* _What is required_
In the listing that follows, copy out each line that includes the word "impl".

* _Provided information_
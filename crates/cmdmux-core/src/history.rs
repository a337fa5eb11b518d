//! Fixed-capacity command history.
//!
//! Slots are allocated once; `push` writes to `count % capacity`, so the
//! oldest entry is overwritten once the ring is full and nothing is shifted.

use std::time::Duration;

use chrono::{DateTime, Utc};
use serde::{Deserialize, Serialize};

use crate::domain::CommandId;

/// One executed command
#[derive(Debug, Clone, PartialEq, Eq, Serialize, Deserialize)]
pub struct HistoryEntry {
    pub command_id: CommandId,
    /// Command name as submitted
    pub command: String,
    pub stdout: String,
    pub stderr: String,
    pub exit_code: i32,
    /// Executor error, when the command failed instead of producing output
    #[serde(skip_serializing_if = "Option::is_none")]
    pub error: Option<String>,
    #[serde(with = "duration_ms")]
    pub duration: Duration,
    pub timestamp: DateTime<Utc>,
}

mod duration_ms {
    use std::time::Duration;

    use serde::{Deserialize, Deserializer, Serializer};

    pub fn serialize<S: Serializer>(d: &Duration, s: S) -> Result<S::Ok, S::Error> {
        s.serialize_u64(d.as_millis() as u64)
    }

    pub fn deserialize<'de, D: Deserializer<'de>>(d: D) -> Result<Duration, D::Error> {
        u64::deserialize(d).map(Duration::from_millis)
    }
}

/// Ring buffer of the most recent `capacity` history entries
#[derive(Debug)]
pub struct RingHistoryBuffer {
    slots: Vec<Option<HistoryEntry>>,
    /// Total pushes since creation (or last clear)
    count: u64,
}

impl RingHistoryBuffer {
    /// Create a buffer holding at most `capacity` entries (minimum 1)
    pub fn new(capacity: usize) -> Self {
        let capacity = capacity.max(1);
        let mut slots = Vec::with_capacity(capacity);
        slots.resize_with(capacity, || None);
        Self { slots, count: 0 }
    }

    pub fn capacity(&self) -> usize {
        self.slots.len()
    }

    pub fn len(&self) -> usize {
        self.count.min(self.slots.len() as u64) as usize
    }

    pub fn is_empty(&self) -> bool {
        self.count == 0
    }

    /// Number of entries ever pushed, including overwritten ones
    pub fn total_pushed(&self) -> u64 {
        self.count
    }

    /// Append an entry, overwriting the oldest one when full. O(1).
    pub fn push(&mut self, entry: HistoryEntry) {
        let index = (self.count % self.slots.len() as u64) as usize;
        self.slots[index] = Some(entry);
        self.count += 1;
    }

    /// Iterate entries from oldest to newest
    pub fn iter(&self) -> impl Iterator<Item = &HistoryEntry> + '_ {
        let capacity = self.slots.len() as u64;
        let start = self.count.saturating_sub(capacity);
        (start..self.count).filter_map(move |n| self.slots[(n % capacity) as usize].as_ref())
    }

    /// Snapshot of all entries, oldest first
    pub fn entries(&self) -> Vec<HistoryEntry> {
        self.iter().cloned().collect()
    }

    /// The `n` most recent entries, oldest first
    pub fn latest(&self, n: usize) -> Vec<HistoryEntry> {
        let skip = self.len().saturating_sub(n);
        self.iter().skip(skip).cloned().collect()
    }

    pub fn clear(&mut self) {
        self.slots.iter_mut().for_each(|slot| *slot = None);
        self.count = 0;
    }
}

/// Truncate `text` to at most `max_len` characters.
///
/// Longer text keeps its first `max_len` characters followed by a note with
/// the number of characters removed.
pub fn truncate(text: &str, max_len: usize) -> String {
    let total = text.chars().count();
    if total <= max_len {
        return text.to_string();
    }

    let head: String = text.chars().take(max_len).collect();
    format!("{}\n... [{} characters truncated]", head, total - max_len)
}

* _Problem solution_
impl RingHistoryBuffer {
    pub fn iter(&self) -> impl Iterator<Item = &HistoryEntry> + '_ {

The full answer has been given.